Work item - Retype the data exactly, so that every line matches the original.

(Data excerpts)
....

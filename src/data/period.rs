//! Period labels: the canonical month axis and the human labels dashboards
//! print for days, weeks, months and ranges.

use chrono::{Datelike, NaiveDate};

use super::names::strip_diacritics;

#[derive(Debug, Clone, Copy, PartialEq, Eq)]
pub struct MonthInfo {
    /// Upper-case, accent-free key used in aggregates.
    pub key: &'static str,
    /// Display label.
    pub label: &'static str,
    /// Zero-based calendar index.
    pub index: usize,
}

pub static MONTHS: [MonthInfo; 12] = [
    MonthInfo {
        key: "JANVIER",
        label: "Janvier",
        index: 0,
    },
    MonthInfo {
        key: "FEVRIER",
        label: "Fevrier",
        index: 1,
    },
    MonthInfo {
        key: "MARS",
        label: "Mars",
        index: 2,
    },
    MonthInfo {
        key: "AVRIL",
        label: "Avril",
        index: 3,
    },
    MonthInfo {
        key: "MAI",
        label: "Mai",
        index: 4,
    },
    MonthInfo {
        key: "JUIN",
        label: "Juin",
        index: 5,
    },
    MonthInfo {
        key: "JUILLET",
        label: "Juillet",
        index: 6,
    },
    MonthInfo {
        key: "AOUT",
        label: "Aout",
        index: 7,
    },
    MonthInfo {
        key: "SEPTEMBRE",
        label: "Septembre",
        index: 8,
    },
    MonthInfo {
        key: "OCTOBRE",
        label: "Octobre",
        index: 9,
    },
    MonthInfo {
        key: "NOVEMBRE",
        label: "Novembre",
        index: 10,
    },
    MonthInfo {
        key: "DECEMBRE",
        label: "Decembre",
        index: 11,
    },
];

/// Long month names as printed in `fr-FR` dates.
const FRENCH_MONTHS: [&str; 12] = [
    "janvier",
    "février",
    "mars",
    "avril",
    "mai",
    "juin",
    "juillet",
    "août",
    "septembre",
    "octobre",
    "novembre",
    "décembre",
];

/// The twelve month keys, January first.
pub fn canonical_months() -> Vec<String> {
    MONTHS.iter().map(|m| m.key.to_string()).collect()
}

pub fn normalize_month_key(value: &str) -> String {
    strip_diacritics(&value.to_uppercase())
}

pub fn month_info(value: &str) -> Option<&'static MonthInfo> {
    let key = normalize_month_key(value);
    MONTHS.iter().find(|m| m.key == key)
}

/// `"2025"` for a single-year window, `"2024-2025"` when it straddles years.
pub fn dataset_year_for(start: NaiveDate, end: NaiveDate) -> String {
    if start.year() == end.year() {
        start.year().to_string()
    } else {
        format!("{}-{}", start.year(), end.year())
    }
}

// ---------------------------------------------------------------------------
// Label classification
// ---------------------------------------------------------------------------

#[derive(Debug, Clone, PartialEq)]
pub enum PeriodLabel {
    /// `YYYY-MM-DD`
    Day(NaiveDate),
    /// `YYYY-MM`
    Month { year: i32, month: u32 },
    /// `YYYY-Www`
    Week { year: i32, week: u32 },
    /// A month name such as `FEVRIER` or `Février`.
    Named(&'static MonthInfo),
    Other(String),
}

fn digits(s: &str) -> bool {
    !s.is_empty() && s.bytes().all(|b| b.is_ascii_digit())
}

impl PeriodLabel {
    pub fn parse(value: &str) -> Self {
        let bytes = value.as_bytes();
        if value.len() == 10 && bytes[4] == b'-' && bytes[7] == b'-' {
            if let Ok(date) = NaiveDate::parse_from_str(value, "%Y-%m-%d") {
                return PeriodLabel::Day(date);
            }
        }
        if value.len() == 7 && bytes[4] == b'-' && digits(&value[..4]) && digits(&value[5..]) {
            let year = value[..4].parse().unwrap_or_default();
            let month: u32 = value[5..].parse().unwrap_or_default();
            if (1..=12).contains(&month) {
                return PeriodLabel::Month { year, month };
            }
        }
        if value.len() == 8 && bytes[4] == b'-' && (bytes[5] == b'W' || bytes[5] == b'w') {
            if digits(&value[..4]) && digits(&value[6..]) {
                let year = value[..4].parse().unwrap_or_default();
                let week = value[6..].parse().unwrap_or_default();
                return PeriodLabel::Week { year, week };
            }
        }
        match month_info(value) {
            Some(info) => PeriodLabel::Named(info),
            None => PeriodLabel::Other(value.to_string()),
        }
    }

    pub fn day(&self) -> Option<NaiveDate> {
        match self {
            PeriodLabel::Day(date) => Some(*date),
            _ => None,
        }
    }
}

fn format_day(date: NaiveDate) -> String {
    date.format("%d/%m/%Y").to_string()
}

fn format_month(year: i32, month: u32) -> String {
    format!("{} {year}", FRENCH_MONTHS[(month as usize - 1) % 12])
}

/// Display label for a period: `12/03/2025`, `mars 2025`,
/// `Semaine 05 2025`, `Fevrier 2025`.
pub fn format_period(value: &str, year: Option<&str>) -> String {
    match PeriodLabel::parse(value) {
        PeriodLabel::Day(date) => format_day(date),
        PeriodLabel::Month { year, month } => format_month(year, month),
        PeriodLabel::Week { year, week } => format!("Semaine {week:02} {year}"),
        PeriodLabel::Named(info) => match year {
            Some(y) if !y.is_empty() => format!("{} {y}", info.label),
            _ => info.label.to_string(),
        },
        PeriodLabel::Other(s) => s,
    }
}

/// Like [`format_period`], but a named month with a year reads as its first
/// day: `01 Fevrier 2025`.
pub fn format_exact_date(value: &str, year: Option<&str>) -> String {
    match PeriodLabel::parse(value) {
        PeriodLabel::Named(info) => match year {
            Some(y) if !y.is_empty() => format!("01 {} {y}", info.label),
            _ => info.label.to_string(),
        },
        _ => format_period(value, year),
    }
}

/// `start → end` over a set of period labels.
///
/// ISO days sort chronologically; anything else sorts by calendar month with
/// unknown labels last. With no labels the year alone is returned.
pub fn build_range_label<S: AsRef<str>>(labels: &[S], year: Option<&str>) -> String {
    if labels.is_empty() {
        return year.unwrap_or_default().to_string();
    }
    let mut sorted: Vec<&str> = labels.iter().map(AsRef::as_ref).collect();
    let all_days = sorted.iter().all(|l| matches!(PeriodLabel::parse(l), PeriodLabel::Day(_)));

    let format: fn(&str, Option<&str>) -> String = if all_days {
        sorted.sort_unstable();
        format_exact_date
    } else {
        sorted.sort_by_key(|l| month_info(l).map_or(999, |m| m.index));
        format_period
    };

    let start = sorted[0];
    let end = sorted[sorted.len() - 1];
    if start == end {
        return format(start, year);
    }
    format!("{} → {}", format(start, year), format(end, year))
}

/// Rewrite `a → b` as `DU a AU b`. Labels already starting with `DU ` are
/// returned as-is.
pub fn format_du_au_range(label: &str) -> String {
    if label.is_empty() {
        return String::new();
    }
    if label.to_uppercase().starts_with("DU ") {
        return label.to_string();
    }
    let parts: Vec<&str> = label.split('→').map(str::trim).filter(|p| !p.is_empty()).collect();
    match parts.as_slice() {
        [start, end] => format!("DU {start} AU {end}"),
        _ => format!("DU {label}"),
    }
}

....

Answer box -
filename src/data/period.rs
//! Period labels: the canonical month axis and the human labels dashboards
//! print for days, weeks, months and ranges.

use chrono::{Datelike, NaiveDate};

use super::names::strip_diacritics;

#[derive(Debug, Clone, Copy, PartialEq, Eq)]
pub struct MonthInfo {
    /// Upper-case, accent-free key used in aggregates.
    pub key: &'static str,
    /// Display label.
    pub label: &'static str,
    /// Zero-based calendar index.
    pub index: usize,
}

pub static MONTHS: [MonthInfo; 12] = [
    MonthInfo {
        key: "JANVIER",
        label: "Janvier",
        index: 0,
    },
    MonthInfo {
        key: "FEVRIER",
        label: "Fevrier",
        index: 1,
    },
    MonthInfo {
        key: "MARS",
        label: "Mars",
        index: 2,
    },
    MonthInfo {
        key: "AVRIL",
        label: "Avril",
        index: 3,
    },
    MonthInfo {
        key: "MAI",
        label: "Mai",
        index: 4,
    },
    MonthInfo {
        key: "JUIN",
        label: "Juin",
        index: 5,
    },
    MonthInfo {
        key: "JUILLET",
        label: "Juillet",
        index: 6,
    },
    MonthInfo {
        key: "AOUT",
        label: "Aout",
        index: 7,
    },
    MonthInfo {
        key: "SEPTEMBRE",
        label: "Septembre",
        index: 8,
    },
    MonthInfo {
        key: "OCTOBRE",
        label: "Octobre",
        index: 9,
    },
    MonthInfo {
        key: "NOVEMBRE",
        label: "Novembre",
        index: 10,
    },
    MonthInfo {
        key: "DECEMBRE",
        label: "Decembre",
        index: 11,
    },
];

/// Long month names as printed in `fr-FR` dates.
const FRENCH_MONTHS: [&str; 12] = [
    "janvier",
    "février",
    "mars",
    "avril",
    "mai",
    "juin",
    "juillet",
    "août",
    "septembre",
    "octobre",
    "novembre",
    "décembre",
];

/// The twelve month keys, January first.
pub fn canonical_months() -> Vec<String> {
    MONTHS.iter().map(|m| m.key.to_string()).collect()
}

pub fn normalize_month_key(value: &str) -> String {
    strip_diacritics(&value.to_uppercase())
}

pub fn month_info(value: &str) -> Option<&'static MonthInfo> {
    let key = normalize_month_key(value);
    MONTHS.iter().find(|m| m.key == key)
}

/// `"2025"` for a single-year window, `"2024-2025"` when it straddles years.
pub fn dataset_year_for(start: NaiveDate, end: NaiveDate) -> String {
    if start.year() == end.year() {
        start.year().to_string()
    } else {
        format!("{}-{}", start.year(), end.year())
    }
}

// ---------------------------------------------------------------------------
// Label classification
// ---------------------------------------------------------------------------

#[derive(Debug, Clone, PartialEq)]
pub enum PeriodLabel {
    /// `YYYY-MM-DD`
    Day(NaiveDate),
    /// `YYYY-MM`
    Month { year: i32, month: u32 },
    /// `YYYY-Www`
    Week { year: i32, week: u32 },
    /// A month name such as `FEVRIER` or `Février`.
    Named(&'static MonthInfo),
    Other(String),
}

fn digits(s: &str) -> bool {
    !s.is_empty() && s.bytes().all(|b| b.is_ascii_digit())
}

impl PeriodLabel {
    pub fn parse(value: &str) -> Self {
        let bytes = value.as_bytes();
        if value.len() == 10 && bytes[4] == b'-' && bytes[7] == b'-' {
            if let Ok(date) = NaiveDate::parse_from_str(value, "%Y-%m-%d") {
                return PeriodLabel::Day(date);
            }
        }
        if value.len() == 7 && bytes[4] == b'-' && digits(&value[..4]) && digits(&value[5..]) {
            let year = value[..4].parse().unwrap_or_default();
            let month: u32 = value[5..].parse().unwrap_or_default();
            if (1..=12).contains(&month) {
                return PeriodLabel::Month { year, month };
            }
        }
        if value.len() == 8 && bytes[4] == b'-' && (bytes[5] == b'W' || bytes[5] == b'w') {
            if digits(&value[..4]) && digits(&value[6..]) {
                let year = value[..4].parse().unwrap_or_default();
                let week = value[6..].parse().unwrap_or_default();
                return PeriodLabel::Week { year, week };
            }
        }
        match month_info(value) {
            Some(info) => PeriodLabel::Named(info),
            None => PeriodLabel::Other(value.to_string()),
        }
    }

    pub fn day(&self) -> Option<NaiveDate> {
        match self {
            PeriodLabel::Day(date) => Some(*date),
            _ => None,
        }
    }
}

fn format_day(date: NaiveDate) -> String {
    date.format("%d/%m/%Y").to_string()
}

fn format_month(year: i32, month: u32) -> String {
    format!("{} {year}", FRENCH_MONTHS[(month as usize - 1) % 12])
}

/// Display label for a period: `12/03/2025`, `mars 2025`,
/// `Semaine 05 2025`, `Fevrier 2025`.
pub fn format_period(value: &str, year: Option<&str>) -> String {
    match PeriodLabel::parse(value) {
        PeriodLabel::Day(date) => format_day(date),
        PeriodLabel::Month { year, month } => format_month(year, month),
        PeriodLabel::Week { year, week } => format!("Semaine {week:02} {year}"),
        PeriodLabel::Named(info) => match year {
            Some(y) if !y.is_empty() => format!("{} {y}", info.label),
            _ => info.label.to_string(),
        },
        PeriodLabel::Other(s) => s,
    }
}

/// Like [`format_period`], but a named month with a year reads as its first
/// day: `01 Fevrier 2025`.
pub fn format_exact_date(value: &str, year: Option<&str>) -> String {
    match PeriodLabel::parse(value) {
        PeriodLabel::Named(info) => match year {
            Some(y) if !y.is_empty() => format!("01 {} {y}", info.label),
            _ => info.label.to_string(),
        },
        _ => format_period(value, year),
    }
}

/// `start → end` over a set of period labels.
///
/// ISO days sort chronologically; anything else sorts by calendar month with
/// unknown labels last. With no labels the year alone is returned.
pub fn build_range_label<S: AsRef<str>>(labels: &[S], year: Option<&str>) -> String {
    if labels.is_empty() {
        return year.unwrap_or_default().to_string();
    }
    let mut sorted: Vec<&str> = labels.iter().map(AsRef::as_ref).collect();
    let all_days = sorted.iter().all(|l| matches!(PeriodLabel::parse(l), PeriodLabel::Day(_)));

    let format: fn(&str, Option<&str>) -> String = if all_days {
        sorted.sort_unstable();
        format_exact_date
    } else {
        sorted.sort_by_key(|l| month_info(l).map_or(999, |m| m.index));
        format_period
    };

    let start = sorted[0];
    let end = sorted[sorted.len() - 1];
    if start == end {
        return format(start, year);
    }
    format!("{} → {}", format(start, year), format(end, year))
}

/// Rewrite `a → b` as `DU a AU b`. Labels already starting with `DU ` are
/// returned as-is.
pub fn format_du_au_range(label: &str) -> String {
    if label.is_empty() {
        return String::new();
    }
    if label.to_uppercase().starts_with("DU ") {
        return label.to_string();
    }
    let parts: Vec<&str> = label.split('→').map(str::trim).filter(|p| !p.is_empty()).collect();
    match parts.as_slice() {
        [start, end] => format!("DU {start} AU {end}"),
        _ => format!("DU {label}"),
    }
}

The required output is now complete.